How Building Owners Can Capitalize On the Digital Transformation of Work
By Peter Knutson February 15, 2021 10:34 am
reprintsMultiple studies on the state of business over the last year show that the COVID-19 pandemic has served as a rapid accelerant for the ongoing digital transformation of work. To both landlords and business owners, there is existential urgency in this. Companies do not yet know what the pressure on their office space will be post-pandemic.
To alleviate this this uncertainty, building owners must help businesses overcome the challenges of legacy systems in real estate that are untenable currently. If not, they will not be a part of the new post-pandemic workplace, a revolution — not evolution — the global economy is speeding toward.
We see three ways building owners can support tenants seeking to capitalize on the digitization of post-pandemic work: reimagine the building as an active partner to the workplace of each and every tenant; reinforce that a building’s job is to deliver the experience of a better day at work to its community; and cultivate a greater urban campus of work.
With an increasing share of the workforce fully able to do its work outside the office, the headquarters must draw back occupiers and offer the things they can’t receive at home.
Businesses must focus their real estate on advancing their company’s culture through collaborative, community-enhancing social spaces and transition away from redundant rows of workstations.
For building owners to be an active partner in this transition, they must begin to offer tenants spaces for the moments in between and around this collaborative core. Tenants will not want an office that is too empty or too overpopulated. These amenity spaces can control for that uncertainty.
Building owners must also ensure their assets offer the experience of a better day at work post-pandemic.

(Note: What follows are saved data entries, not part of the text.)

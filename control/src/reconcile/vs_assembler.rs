//! Config Assembler for VirtualServers
//!
//! Maps a merged `VirtualServerSite` to a `VirtualServerConfig`. Route
//! actions translate as follows:
//!
//! ```text
//!  upstream ─► location proxying to the upstream
//!  splits   ─► split_clients on $request_id + one named location per split
//!  rules    ─► one map per (match, condition), chained, plus a main map
//!               selecting a named location per match or the default
//! ```
//!
//! Splits and rules are reached through an internal redirect from the route
//! path to the variable the split_clients/main map sets.

use common::{
    endpoints_key, Distribution, InternalRedirectLocation, Map, Parameter, ResourceMeta,
    SplitClient, SslBinding, Upstream, UpstreamNamer, UpstreamServer, VariableNamer,
    VirtualServerConfig, VsLocation, VsServer, VsSsl, NGINX_502_SERVER,
};
use std::collections::{BTreeMap, HashMap};

use super::assembler::AssemblyContext;
use super::params::ConfigParams;
use super::virtualserver::VirtualServerSite;
use crate::apis::crd::{Condition, Rules, VirtualServerRoute, VsRoute, VsUpstream};

/// Values that are keywords inside a map block
const SPECIAL_MAP_PARAMETERS: [&str; 4] = ["default", "hostnames", "include", "volatile"];

fn or_default(value: &str, default: &str) -> String {
    if value.is_empty() {
        default.to_string()
    } else {
        value.to_string()
    }
}

fn lb_method(method: &str, default: &str) -> String {
    match method {
        "" => default.to_string(),
        "round_robin" => String::new(),
        other => other.to_string(),
    }
}

fn generate_upstream(
    name: String,
    upstream: &VsUpstream,
    endpoints: &[String],
    nginx_plus: bool,
    params: &ConfigParams,
) -> Upstream {
    let member = |address: &str| UpstreamServer {
        max_fails: upstream.max_fails.unwrap_or(params.max_fails),
        fail_timeout: or_default(&upstream.fail_timeout, &params.fail_timeout),
        ..UpstreamServer::from_endpoint(address)
    };

    let mut servers: Vec<UpstreamServer> = endpoints.iter().map(|e| member(e)).collect();
    if !nginx_plus && servers.is_empty() {
        servers.push(member(NGINX_502_SERVER));
    }

    Upstream {
        name,
        servers,
        lb_method: lb_method(&upstream.lb_method, &params.lb_method),
        keepalive: upstream.keepalive.unwrap_or(params.keepalive),
        ..Default::default()
    }
}

fn generate_location(
    path: String,
    upstream_name: &str,
    upstream: Option<&VsUpstream>,
    params: &ConfigParams,
    route: Option<&ResourceMeta>,
) -> VsLocation {
    let fallback = VsUpstream::default();
    let upstream = upstream.unwrap_or(&fallback);
    let protocol = if upstream.tls.enable { "https" } else { "http" };
    let has_keepalive = match upstream.keepalive {
        Some(keepalive) => keepalive != 0,
        None => params.keepalive != 0,
    };

    VsLocation {
        path,
        snippets: params.location_snippets.clone(),
        proxy_connect_timeout: or_default(&upstream.connect_timeout, &params.proxy_connect_timeout),
        proxy_read_timeout: or_default(&upstream.read_timeout, &params.proxy_read_timeout),
        proxy_send_timeout: or_default(&upstream.send_timeout, &params.proxy_send_timeout),
        client_max_body_size: params.client_max_body_size.clone(),
        proxy_max_temp_file_size: params.proxy_max_temp_file_size.clone(),
        proxy_buffering: params.proxy_buffering,
        proxy_buffers: params.proxy_buffers.clone(),
        proxy_buffer_size: params.proxy_buffer_size.clone(),
        proxy_pass: format!("{}://{}", protocol, upstream_name),
        has_keepalive,
        route: route.cloned(),
    }
}

/// Named upstreams of one owner (the VirtualServer or one of its routes)
struct Scope<'a> {
    namer: UpstreamNamer,
    upstreams: &'a HashMap<String, &'a VsUpstream>,
    route: Option<ResourceMeta>,
}

impl Scope<'_> {
    fn location(&self, path: String, upstream: &str, params: &ConfigParams) -> VsLocation {
        let name = self.namer.upstream(upstream);
        generate_location(
            path,
            &name,
            self.upstreams.get(&name).copied(),
            params,
            self.route.as_ref(),
        )
    }
}

#[derive(Default)]
struct Generated {
    split_clients: Vec<SplitClient>,
    maps: Vec<Map>,
    locations: Vec<VsLocation>,
    internal_redirects: Vec<InternalRedirectLocation>,
    rules_routes: usize,
}

impl Generated {
    fn add_route(
        &mut self,
        route: &VsRoute,
        scope: &Scope<'_>,
        variables: &VariableNamer,
        params: &ConfigParams,
    ) {
        if !route.splits.is_empty() {
            self.add_splits(route, scope, variables, params);
        } else if let Some(rules) = &route.rules {
            self.add_rules(route, rules, scope, variables, params);
        } else {
            self.locations
                .push(scope.location(route.path.clone(), &route.upstream, params));
        }
    }

    fn add_splits(
        &mut self,
        route: &VsRoute,
        scope: &Scope<'_>,
        variables: &VariableNamer,
        params: &ConfigParams,
    ) {
        let index = self.split_clients.len();
        let variable = variables.split_client_variable(index);

        let mut distributions = Vec::with_capacity(route.splits.len());
        for (i, split) in route.splits.iter().enumerate() {
            let path = format!("@splits_{}_split_{}", index, i);
            distributions.push(Distribution {
                weight: format!("{}%", split.weight),
                value: path.clone(),
            });
            self.locations
                .push(scope.location(path, &split.upstream, params));
        }

        self.split_clients.push(SplitClient {
            source: "$request_id".to_string(),
            variable: variable.clone(),
            distributions,
        });
        self.internal_redirects.push(InternalRedirectLocation {
            path: route.path.clone(),
            destination: variable,
        });
    }

    fn add_rules(
        &mut self,
        route: &VsRoute,
        rules: &Rules,
        scope: &Scope<'_>,
        variables: &VariableNamer,
        params: &ConfigParams,
    ) {
        let index = self.rules_routes;
        self.rules_routes += 1;

        // One map per (match, condition). A hit on condition j yields the
        // variable of condition j+1, the last one yields 1.
        for (i, matched) in rules.matches.iter().enumerate() {
            for (j, condition) in rules.conditions.iter().enumerate() {
                let successful = if j + 1 < matched.values.len() {
                    variables.rules_map_variable(index, i, j + 1)
                } else {
                    "1".to_string()
                };
                let value = matched.values.get(j).map(String::as_str).unwrap_or_default();
                self.maps.push(Map {
                    source: condition_source(condition),
                    variable: variables.rules_map_variable(index, i, j),
                    parameters: map_parameters(value, &successful),
                });
            }
        }

        // The main map concatenates the first variable of each match; the
        // first match with a 1 wins.
        let mut source = String::new();
        let mut parameters = Vec::with_capacity(rules.matches.len() + 1);
        for i in 0..rules.matches.len() {
            source.push_str(&variables.rules_map_variable(index, i, 0));
            parameters.push(Parameter {
                value: format!("~^{}1", "0".repeat(i)),
                result: format!("@rules_{}_match_{}", index, i),
            });
        }
        parameters.push(Parameter {
            value: "default".to_string(),
            result: format!("@rules_{}_default", index),
        });
        let variable = variables.rules_main_map_variable(index);
        self.maps.push(Map {
            source,
            variable: variable.clone(),
            parameters,
        });

        for (i, matched) in rules.matches.iter().enumerate() {
            self.locations.push(scope.location(
                format!("@rules_{}_match_{}", index, i),
                &matched.upstream,
                params,
            ));
        }
        self.locations.push(scope.location(
            format!("@rules_{}_default", index),
            &rules.default_upstream,
            params,
        ));

        self.internal_redirects.push(InternalRedirectLocation {
            path: route.path.clone(),
            destination: variable,
        });
    }
}

fn condition_source(condition: &Condition) -> String {
    if !condition.header.is_empty() {
        format!("$http_{}", condition.header.replace('-', "_"))
    } else if !condition.cookie.is_empty() {
        format!("$cookie_{}", condition.cookie)
    } else if !condition.argument.is_empty() {
        format!("$arg_{}", condition.argument)
    } else {
        condition.variable.clone()
    }
}

/// Quote a match value; a leading `!` negates it
fn map_value(matched: &str) -> (String, bool) {
    if matched.is_empty() {
        return ("\"\"".to_string(), false);
    }
    let (matched, negative) = match matched.strip_prefix('!') {
        Some(rest) => (rest, true),
        None => (matched, false),
    };
    if SPECIAL_MAP_PARAMETERS.contains(&matched) {
        return (format!("\\{}", matched), negative);
    }
    (format!("\"{}\"", matched), negative)
}

fn map_parameters(matched: &str, successful: &str) -> Vec<Parameter> {
    let (value, negative) = map_value(matched);
    let (hit, miss) = if negative {
        ("0".to_string(), successful.to_string())
    } else {
        (successful.to_string(), "0".to_string())
    };
    vec![
        Parameter { value, result: hit },
        Parameter {
            value: "default".to_string(),
            result: miss,
        },
    ]
}

fn route_meta(vsr: &VirtualServerRoute) -> ResourceMeta {
    ResourceMeta {
        namespace: vsr.metadata.namespace.clone().unwrap_or_default(),
        name: vsr.metadata.name.clone().unwrap_or_default(),
        annotations: vsr.metadata.annotations.clone().unwrap_or_default(),
    }
}

/// Assemble the config of a VirtualServer site.
///
/// `tls_pem_file` is the PEM written for the VirtualServer's secret; `None`
/// with a secret configured binds the missing-secret PEM and fails closed.
pub fn generate_virtual_server_config(
    site: &VirtualServerSite,
    tls_pem_file: Option<&str>,
    ctx: &AssemblyContext<'_>,
) -> VirtualServerConfig {
    let params = ctx.params;
    let vs = site.virtual_server.as_ref();
    let vs_namespace = site.namespace().to_string();
    let vs_name = vs.metadata.name.clone().unwrap_or_default();

    let ssl = site.tls_secret_name().map(|_| VsSsl {
        http2: params.http2,
        binding: SslBinding::from_pem(
            tls_pem_file.unwrap_or(ctx.missing_secret_pem),
            ctx.missing_secret_pem,
        ),
        redirect_to_https: params.ssl_redirect,
    });

    let vs_namer = UpstreamNamer::for_virtual_server(&vs_namespace, &vs_name);
    let mut upstreams = Vec::new();
    let mut cr_upstreams: HashMap<String, &VsUpstream> = HashMap::new();

    let mut add_upstreams = |namer: &UpstreamNamer, namespace: &str, declared: &[VsUpstream]| {
        for upstream in declared {
            let name = namer.upstream(&upstream.name);
            let key = endpoints_key(namespace, &upstream.service, upstream.port);
            let endpoints = site.endpoints.get(&key).map(Vec::as_slice).unwrap_or_default();
            upstreams.push(generate_upstream(
                name,
                upstream,
                endpoints,
                ctx.nginx_plus,
                params,
            ));
        }
    };
    add_upstreams(&vs_namer, &vs_namespace, &vs.spec.upstreams);

    let route_namers: Vec<UpstreamNamer> = site
        .routes
        .iter()
        .map(|vsr| {
            UpstreamNamer::for_virtual_server_route(
                &vs_namespace,
                &vs_name,
                vsr.metadata.namespace.as_deref().unwrap_or_default(),
                vsr.metadata.name.as_deref().unwrap_or_default(),
            )
        })
        .collect();
    for (vsr, namer) in site.routes.iter().zip(&route_namers) {
        add_upstreams(
            namer,
            vsr.metadata.namespace.as_deref().unwrap_or_default(),
            &vsr.spec.upstreams,
        );
    }

    for upstream in &vs.spec.upstreams {
        cr_upstreams.insert(vs_namer.upstream(&upstream.name), upstream);
    }
    for (vsr, namer) in site.routes.iter().zip(&route_namers) {
        for upstream in &vsr.spec.upstreams {
            cr_upstreams.insert(namer.upstream(&upstream.name), upstream);
        }
    }

    let variables = VariableNamer::new(&vs_namespace, &vs_name);
    let mut generated = Generated::default();

    let vs_scope = Scope {
        namer: vs_namer.clone(),
        upstreams: &cr_upstreams,
        route: None,
    };
    for route in vs.spec.routes.iter().filter(|r| r.route.is_empty()) {
        generated.add_route(route, &vs_scope, &variables, params);
    }

    for (vsr, namer) in site.routes.iter().zip(route_namers) {
        let scope = Scope {
            namer,
            upstreams: &cr_upstreams,
            route: Some(route_meta(vsr)),
        };
        for subroute in &vsr.spec.subroutes {
            generated.add_route(subroute, &scope, &variables, params);
        }
    }

    VirtualServerConfig {
        server: VsServer {
            server_name: vs.spec.host.clone(),
            proxy_protocol: params.proxy_protocol,
            ssl,
            redirect_to_https_based_on_x_forwarded_proto: params.redirect_to_https,
            server_tokens: params.server_tokens.clone(),
            real_ip_header: params.real_ip_header.clone(),
            set_real_ip_from: params.set_real_ip_from.clone(),
            real_ip_recursive: params.real_ip_recursive,
            snippets: params.server_snippets.clone(),
            internal_redirect_locations: generated.internal_redirects,
            locations: generated.locations,
        },
        upstreams,
        split_clients: generated.split_clients,
        maps: generated.maps,
    }
}

/// Members per upstream name, for incremental updates
pub fn virtual_server_upstream_members(site: &VirtualServerSite) -> BTreeMap<String, Vec<String>> {
    let vs = site.virtual_server.as_ref();
    let vs_namespace = site.namespace();
    let vs_name = vs.metadata.name.as_deref().unwrap_or_default();

    let mut members = BTreeMap::new();
    let mut add = |namer: &UpstreamNamer, namespace: &str, declared: &[VsUpstream]| {
        for upstream in declared {
            let key = endpoints_key(namespace, &upstream.service, upstream.port);
            members.insert(
                namer.upstream(&upstream.name),
                site.endpoints.get(&key).cloned().unwrap_or_default(),
            );
        }
    };

    add(
        &UpstreamNamer::for_virtual_server(vs_namespace, vs_name),
        vs_namespace,
        &vs.spec.upstreams,
    );
    for vsr in &site.routes {
        let vsr_namespace = vsr.metadata.namespace.as_deref().unwrap_or_default();
        let namer = UpstreamNamer::for_virtual_server_route(
            vs_namespace,
            vs_name,
            vsr_namespace,
            vsr.metadata.name.as_deref().unwrap_or_default(),
        );
        add(&namer, vsr_namespace, &vsr.spec.upstreams);
    }
    members
}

A building can no longer be a simple commodity, it needs to be more like a work hotel and deliver great experiences to users as part of its brand.

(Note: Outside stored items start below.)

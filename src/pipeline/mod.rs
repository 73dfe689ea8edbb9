//! Pipeline stages for turning a medical PDF into a summary.
//!
//! Each submodule implements one step; the controller in
//! [`crate::controller`] sequences them.
//!
//! ## Data Flow
//!
//! ```text
//! input ──▶ text ──(empty)──▶ render ──▶ ocr ──┐
//!   │        │                                 ├──▶ normalize ──▶ llm
//!   │        └──(text)─────────────────────────┘
//! (upload/path/URL)
//! ```
//!
//! 1. [`input`]        — validate the upload (PDF magic, content type)
//! 2. [`text`]         — read the embedded text layer via pdfium
//! 3. [`render`]       — rasterise pages lazily; explicit end-of-document
//! 4. [`ocr`]          — OCR engine adapter (tesseract) and its lifetime guard
//! 5. [`orchestrator`] — the page loop with its bounds and cancellation
//! 6. [`coordinator`]  — direct first, OCR as fallback
//! 7. [`normalize`]    — text cleanup shared by both extraction paths
//! 8. [`llm`]          — the single summarisation call

pub mod coordinator;
pub mod input;
pub mod llm;
pub mod normalize;
pub mod ocr;
pub mod orchestrator;
pub mod render;
pub mod text;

At A+I (Architecture Plus Information), we’ve helped clients reposition buildings with this approach in mind. By integrating work-forward food service into the social heart of Chicago’s iconic 4 million-square-foot Merchandise Mart, the building has benefited from increased recognition as a brand (reintroduced to Chicago as “theMART”) and as an 18-hour restaurant/workplace/lobby/lounge hybrid experience beneficial to all tenants.
We are taking a similar but customized tack with Nuveen on their property at 780 Third Avenue in Manhattan, creating a new building brand (The Gardens at 780) built around amenities that support the entire community of tenants, even extending out into the broader neighborhood. These building upgrades offer tenants a workplace community experience that cannot be digitized.

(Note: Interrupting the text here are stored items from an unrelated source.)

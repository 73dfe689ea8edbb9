//! Binding to the pdfium shared library.
//!
//! Resolution order:
//! 1. `PDFIUM_LIB_PATH` — a library file, or a directory containing the
//!    platform library (`libpdfium.so`, `libpdfium.dylib`, `pdfium.dll`)
//! 2. the current working directory
//! 3. the system loader search path
//!
//! Bindings are created per call. pdfium documents borrow their bindings, so
//! each blocking task binds, works and drops everything before returning.

use crate::error::PipelineError;
use pdfium_render::prelude::*;
use std::path::Path;
use tracing::debug;

/// Bind to a pdfium library, following the resolution order above.
pub fn bind_pdfium() -> Result<Pdfium, PipelineError> {
    if let Ok(lib_path) = std::env::var("PDFIUM_LIB_PATH") {
        if !lib_path.is_empty() {
            let path = Path::new(&lib_path);
            let target = if path.is_dir() {
                Pdfium::pdfium_platform_library_name_at_path(path)
            } else {
                path.to_path_buf()
            };
            debug!("Binding pdfium from PDFIUM_LIB_PATH: {}", target.display());
            let bindings = Pdfium::bind_to_library(&target).map_err(|e| {
                PipelineError::PdfiumBindingFailed(format!("{}: {}", target.display(), e))
            })?;
            return Ok(Pdfium::new(bindings));
        }
    }

    let bindings = Pdfium::bind_to_library(Pdfium::pdfium_platform_library_name_at_path("./"))
        .or_else(|_| Pdfium::bind_to_system_library())
        .map_err(|e| PipelineError::PdfiumBindingFailed(e.to_string()))?;

    Ok(Pdfium::new(bindings))
}

/// Map a pdfium load error to the closest [`PipelineError`].
pub(crate) fn load_error(err: PdfiumError, password: Option<&str>) -> PipelineError {
    let err_str = format!("{:?}", err);
    if err_str.contains("Password") || err_str.contains("password") {
        if password.is_some() {
            PipelineError::WrongPassword
        } else {
            PipelineError::PasswordRequired
        }
    } else {
        PipelineError::CorruptPdf { detail: err_str }
    }
}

Finally, building owners must address the profoundly broken relationship between creative-thinking companies and traditional office spaces. Highly sought-after creative services and knowledge economy employees enter the workforce straight out of great universities featuring rich landscapes of libraries, student unions, greens and quiet corners where they can engage with different energies, people and ideas. The ability to move between these places helps individuals find the space that suits their thinking and provides renewed energy to accomplish the task at-hand.
Building owners must embrace a different understanding of what already exists around them and offer workspaces that form around the contexts of the neighborhoods in which they are located. They must partner with properties and their like-minded tenants to offer a fluid network of spaces that presents a greater urban campus for the future of work — not a desk amongst fields of desks.
Take a cue from the most successful corporations of our age: the Apples, Googles, and Amazons, who have already built grand campuses for their employees with variety and flexibility suiting a diversity of work styles.
Hudson Square Properties tapped A+I to pursue this approach with their 12 buildings within its namesake neighborhood. The buildings hold TAMI (technology, advertising, media, information) tenants, who have flocked to the area as they build out custom headquarters that support their individual work cultures, inspired to be within a campus at-large of amenitized spaces devoted to a more fluid understanding of how and where we can work together. This includes properties with amenities like spacious rooftop terraces and hospitality-infused lobbies seamlessly merged with enticing food and beverage offerings.
The challenge to optimizing the digitized revolution of work is that we’ve built systems, industries, expectations and value for real estate from a pre-COVID status quo. While some have a reason to resist this imminent change, the future will be determined by tenants’ access to information and to each other. Landlords and building owners should support this flexibility to ensure a vibrant future for our cities.
Peter Knutson is a principal and the chief strategy officer at A+I.